[[ Given entries, beginning ]]

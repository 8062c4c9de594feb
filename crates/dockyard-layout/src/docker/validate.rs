//! Structural invariant checks over the whole Docker.

use std::collections::BTreeSet;

use dockyard_common::{FrameId, SplitterId};

use crate::tree::NodeId;

use super::Docker;

impl Docker {
    /// Verify the tree is in a stable, valid state.
    ///
    /// Every splitter has two children that point back at it, every frame
    /// except the center holds at least one panel, the center is reachable
    /// from the root, and every arena entry is either in the tree or a
    /// floater. Returns the first violation found.
    pub fn check_invariants(&self) -> Result<(), String> {
        let mut frames = BTreeSet::new();
        let mut splitters = BTreeSet::new();

        if self.parent_of(self.root).is_some() {
            return Err(format!("root {:?} has a parent", self.root));
        }
        self.check_node(self.root, None, &mut frames, &mut splitters)?;

        if !frames.contains(&self.center) {
            return Err("center frame is not reachable from the root".into());
        }
        for (id, frame) in &self.frames {
            if frame.is_floating() {
                if frame.parent.is_some() {
                    return Err(format!("floating {id} has a parent"));
                }
            } else if !frames.contains(id) {
                return Err(format!("docked {id} is not in the tree"));
            }
        }
        if let Some(orphan) = self.splitters.keys().find(|id| !splitters.contains(*id)) {
            return Err(format!("{orphan} is not in the tree"));
        }

        self.check_frames()?;
        self.check_panels()
    }

    fn check_node(
        &self,
        node: NodeId,
        parent: Option<SplitterId>,
        frames: &mut BTreeSet<FrameId>,
        splitters: &mut BTreeSet<SplitterId>,
    ) -> Result<(), String> {
        if self.parent_of(node) != parent {
            return Err(format!("{node:?} does not point back at {parent:?}"));
        }
        match node {
            NodeId::Frame(id) => {
                let frame = self
                    .frames
                    .get(&id)
                    .ok_or_else(|| format!("tree references missing {id}"))?;
                if frame.is_floating() {
                    return Err(format!("floating {id} is in the split tree"));
                }
                if !frames.insert(id) {
                    return Err(format!("{id} appears twice in the tree"));
                }
                Ok(())
            }
            NodeId::Splitter(id) => {
                let splitter = self
                    .splitters
                    .get(&id)
                    .ok_or_else(|| format!("tree references missing {id}"))?;
                if !splitters.insert(id) {
                    return Err(format!("{id} appears twice in the tree"));
                }
                if !splitter.is_complete() {
                    return Err(format!("{id} does not have two children"));
                }
                for child in splitter.children() {
                    self.check_node(child, Some(id), frames, splitters)?;
                }
                Ok(())
            }
        }
    }

    fn check_frames(&self) -> Result<(), String> {
        for (id, frame) in &self.frames {
            if frame.is_center() != (*id == self.center) {
                return Err(format!("{id} has the wrong center flag"));
            }
            if *id == self.center {
                if frame.panels() != [self.center_panel].as_slice() {
                    return Err("center frame must hold only the center panel".into());
                }
            } else if frame.is_empty() {
                return Err(format!("{id} has no panels"));
            }

            let active = frame.active_index();
            let in_range = if frame.is_empty() {
                active == -1
            } else {
                active >= 0 && (active as usize) < frame.len()
            };
            if !in_range {
                return Err(format!("{id} has active tab {active} out of range"));
            }
            for panel in frame.panels() {
                match self.panels.get(panel) {
                    Some(p) if p.frame == Some(*id) => {}
                    Some(_) => return Err(format!("{panel} in {id} points elsewhere")),
                    None => return Err(format!("{id} holds missing {panel}")),
                }
            }
        }
        Ok(())
    }

    fn check_panels(&self) -> Result<(), String> {
        for (id, panel) in &self.panels {
            let Some(frame) = panel.frame else {
                return Err(format!("{id} is not in any frame"));
            };
            let listed = self.frames.get(&frame).is_some_and(|f| f.contains(*id));
            if !listed {
                return Err(format!("{id} claims {frame} but is not listed there"));
            }
        }
        Ok(())
    }
}
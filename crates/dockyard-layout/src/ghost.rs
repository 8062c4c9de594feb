//! The transient drop indicator that follows the pointer during a drag.

use dockyard_common::{Rect, Vec2};

use crate::anchor::Anchor;

#[derive(Debug, Clone, PartialEq)]
pub struct Ghost {
    anchor: Option<Anchor>,
    /// Pointer position relative to the dragged rect's origin at grab time.
    grab_offset: Vec2,
    size: Vec2,
    pointer: Vec2,
}

impl Ghost {
    /// Start following `pointer`, which grabbed `source` (the dragged
    /// content's current rect).
    pub fn new(pointer: Vec2, source: Rect) -> Self {
        Self {
            anchor: None,
            grab_offset: Vec2::new(pointer.x - source.x, pointer.y - source.y),
            size: source.size(),
            pointer,
        }
    }

    pub fn update(&mut self, pointer: Vec2, anchor: Option<Anchor>) {
        self.pointer = pointer;
        self.anchor = anchor;
    }

    pub fn anchor(&self) -> Option<&Anchor> {
        self.anchor.as_ref()
    }

    pub fn pointer(&self) -> Vec2 {
        self.pointer
    }

    /// Where the content would float if released now.
    pub fn free_rect(&self) -> Rect {
        Rect::new(
            self.pointer.x - self.grab_offset.x,
            self.pointer.y - self.grab_offset.y,
            self.size.x,
            self.size.y,
        )
    }

    /// The preview to draw: the anchor's rect, or the free rect.
    pub fn rect(&self) -> Rect {
        match &self.anchor {
            Some(anchor) => anchor.rect,
            None => self.free_rect(),
        }
    }

    /// Consume the ghost, yielding the anchor it settled on.
    pub fn into_anchor(self) -> Option<Anchor> {
        self.anchor
    }
}
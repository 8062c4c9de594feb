//! The Docker owns the split tree and performs every structural change.

mod drag;
mod insert;
mod layout_compute;
mod movement;
mod persistence;
mod remove;
mod traversal;
mod types;
mod validate;

pub use drag::DragSource;
pub use types::*;
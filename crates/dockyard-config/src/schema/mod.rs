//! Configuration schema types for dockyard.
//!
//! All structs use `serde(default)` so partial configs work correctly.

mod anchor;
mod floating;
mod splitter;
mod system;

pub use anchor::*;
pub use floating::*;
pub use splitter::*;
pub use system::*;

use serde::{Deserialize, Serialize};

/// Current config schema version.
pub const CONFIG_SCHEMA_VERSION: u32 = 1;

/// Root configuration.
///
/// Only override what you want to change.
#[derive(Debug, Clone, Serialize, Deserialize, Default)]
#[serde(default)]
pub struct DockConfig {
    pub anchor: AnchorConfig,
    pub splitter: SplitterConfig,
    pub floating: FloatingConfig,
    pub persistence: PersistenceConfig,
    pub logging: LoggingConfig,
}

// =============================================================================
// Tests
// =============================================================================
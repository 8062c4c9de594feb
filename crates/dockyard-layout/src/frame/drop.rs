use dockyard_common::Vec2;
use dockyard_config::schema::AnchorConfig;

use crate::anchor::{hit_test, Anchor, HitFlags};
use crate::panel::PanelMap;

use super::Frame;

impl Frame {
    /// Hit-test this frame's last layout rect as a drop target.
    ///
    /// Only frames whose active panel is moveable (or the center) take
    /// part. Floating frames never offer splits, and the tab bar exists
    /// only when the active panel has a title.
    pub fn check_anchor_drop(
        &self,
        pointer: Vec2,
        same_frame: bool,
        allow_split: bool,
        panels: &PanelMap,
        config: &AnchorConfig,
    ) -> Option<Anchor> {
        let panel = self.active_panel().and_then(|id| panels.get(&id))?;
        if !panel.moveable && !self.is_center() {
            return None;
        }
        let flags = HitFlags {
            same_frame,
            can_split: allow_split && !self.is_floating(),
            title_bar: panel.moveable && !panel.title.is_empty(),
        };
        hit_test(self.id(), self.rect, pointer, flags, config)
    }
}
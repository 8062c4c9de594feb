use serde::{Deserialize, Serialize};
use std::fmt;

/// A 2D value in container pixels: a point, a size, or a fractional position.
#[derive(Debug, Clone, Copy, PartialEq, Serialize, Deserialize)]
pub struct Vec2 {
    pub x: f64,
    pub y: f64,
}

impl Vec2 {
    pub const ZERO: Vec2 = Vec2 { x: 0.0, y: 0.0 };

    /// Marks a size that should be taken from content.
    pub const UNSPECIFIED: Vec2 = Vec2 { x: -1.0, y: -1.0 };

    /// Default maximum size: no upper bound on either axis.
    pub const UNBOUNDED: Vec2 = Vec2 {
        x: f64::INFINITY,
        y: f64::INFINITY,
    };

    pub const fn new(x: f64, y: f64) -> Self {
        Self { x, y }
    }

    /// Componentwise maximum.
    pub fn max(self, other: Vec2) -> Vec2 {
        Vec2::new(self.x.max(other.x), self.y.max(other.y))
    }

    /// Componentwise minimum.
    pub fn min(self, other: Vec2) -> Vec2 {
        Vec2::new(self.x.min(other.x), self.y.min(other.y))
    }
}

impl Default for Vec2 {
    fn default() -> Self {
        Self::ZERO
    }
}

#[derive(Debug, Clone, Copy, PartialEq, Serialize, Deserialize)]
pub struct Rect {
    pub x: f64,
    pub y: f64,
    pub width: f64,
    pub height: f64,
}

impl Rect {
    pub const ZERO: Rect = Rect {
        x: 0.0,
        y: 0.0,
        width: 0.0,
        height: 0.0,
    };

    pub const fn new(x: f64, y: f64, width: f64, height: f64) -> Self {
        Self {
            x,
            y,
            width,
            height,
        }
    }

    pub fn right(&self) -> f64 {
        self.x + self.width
    }

    pub fn bottom(&self) -> f64 {
        self.y + self.height
    }

    pub fn center(&self) -> Vec2 {
        Vec2::new(self.x + self.width / 2.0, self.y + self.height / 2.0)
    }

    pub fn size(&self) -> Vec2 {
        Vec2::new(self.width, self.height)
    }

    pub fn is_empty(&self) -> bool {
        self.width <= 0.0 || self.height <= 0.0
    }

    /// Edges are inclusive on all four sides.
    pub fn contains(&self, point: Vec2) -> bool {
        point.x >= self.x && point.x <= self.right() && point.y >= self.y && point.y <= self.bottom()
    }
}

impl Default for Rect {
    fn default() -> Self {
        Self::ZERO
    }
}

#[derive(Debug, Clone, Copy, PartialEq, Eq, PartialOrd, Ord, Hash, Serialize, Deserialize)]
pub struct PanelId(pub u32);

impl fmt::Display for PanelId {
    fn fmt(&self, f: &mut fmt::Formatter<'_>) -> fmt::Result {
        write!(f, "panel-{}", self.0)
    }
}

#[derive(Debug, Clone, Copy, PartialEq, Eq, PartialOrd, Ord, Hash, Serialize, Deserialize)]
pub struct FrameId(pub u32);

impl fmt::Display for FrameId {
    fn fmt(&self, f: &mut fmt::Formatter<'_>) -> fmt::Result {
        write!(f, "frame-{}", self.0)
    }
}

#[derive(Debug, Clone, Copy, PartialEq, Eq, PartialOrd, Ord, Hash, Serialize, Deserialize)]
pub struct SplitterId(pub u32);

impl fmt::Display for SplitterId {
    fn fmt(&self, f: &mut fmt::Formatter<'_>) -> fmt::Result {
        write!(f, "splitter-{}", self.0)
    }
}
//! Panels: the leaf content holders that frames show as tabs.

use std::collections::BTreeMap;
use std::fmt;

use dockyard_common::{DockEvent, EventKind, FrameId, PanelId, Vec2};
use serde::{Deserialize, Serialize};

/// Callback invoked for every notification addressed to a panel.
pub type PanelHandler = Box<dyn FnMut(&DockEvent)>;

/// Panel arena, keyed by id.
pub(crate) type PanelMap = BTreeMap<PanelId, Panel>;

/// Per-axis scroll flags.
#[derive(Debug, Clone, Copy, Default, PartialEq, Eq, Serialize, Deserialize)]
pub struct Scrollable {
    pub x: bool,
    pub y: bool,
}

pub struct Panel {
    id: PanelId,
    panel_type: String,
    pub title: String,
    /// Desired size; a negative component means "use content size".
    pub size: Vec2,
    pub min_size: Vec2,
    pub max_size: Vec2,
    pub scrollable: Scrollable,
    pub moveable: bool,
    pub closeable: bool,
    /// Preferred fractional center when the panel is placed floating.
    pub position: Vec2,
    pub(crate) frame: Option<FrameId>,
    handlers: Vec<(EventKind, PanelHandler)>,
}

impl Panel {
    pub(crate) fn new(id: PanelId, panel_type: impl Into<String>) -> Self {
        Self {
            id,
            panel_type: panel_type.into(),
            title: String::new(),
            size: Vec2::UNSPECIFIED,
            min_size: Vec2::ZERO,
            max_size: Vec2::UNBOUNDED,
            scrollable: Scrollable::default(),
            moveable: true,
            closeable: true,
            position: Vec2::new(0.5, 0.5),
            frame: None,
            handlers: Vec::new(),
        }
    }

    pub fn id(&self) -> PanelId {
        self.id
    }

    pub fn panel_type(&self) -> &str {
        &self.panel_type
    }

    /// The frame currently holding this panel, `None` while in transit.
    pub fn frame(&self) -> Option<FrameId> {
        self.frame
    }

    /// Register a handler for one kind of notification.
    ///
    /// Handlers run in registration order.
    pub fn on(&mut self, kind: EventKind, handler: impl FnMut(&DockEvent) + 'static) {
        self.handlers.push((kind, Box::new(handler)));
    }

    pub fn handler_count(&self) -> usize {
        self.handlers.len()
    }

    pub(crate) fn emit(&mut self, event: &DockEvent) {
        let kind = event.kind();
        for (k, handler) in self.handlers.iter_mut() {
            if *k == kind {
                handler(event);
            }
        }
    }

    pub(crate) fn clear_handlers(&mut self) {
        self.handlers.clear();
    }
}

impl fmt::Debug for Panel {
    fn fmt(&self, f: &mut fmt::Formatter<'_>) -> fmt::Result {
        f.debug_struct("Panel")
            .field("id", &self.id)
            .field("panel_type", &self.panel_type)
            .field("title", &self.title)
            .field("size", &self.size)
            .field("min_size", &self.min_size)
            .field("max_size", &self.max_size)
            .field("moveable", &self.moveable)
            .field("closeable", &self.closeable)
            .field("frame", &self.frame)
            .field("handlers", &self.handlers.len())
            .finish()
    }
}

[[ Given entries, end ]]

Problem:
From the beginning of the listing above down to the line with "use crate::tree::NodeId;", every line should be restated exactly.

Expected answer:
repository 8062c4c9de594feb
filename crates/dockyard-layout/src/docker/validate.rs
//! Structural invariant checks over the whole Docker.

use std::collections::BTreeSet;

use dockyard_common::{FrameId, SplitterId};

use crate::tree::NodeId;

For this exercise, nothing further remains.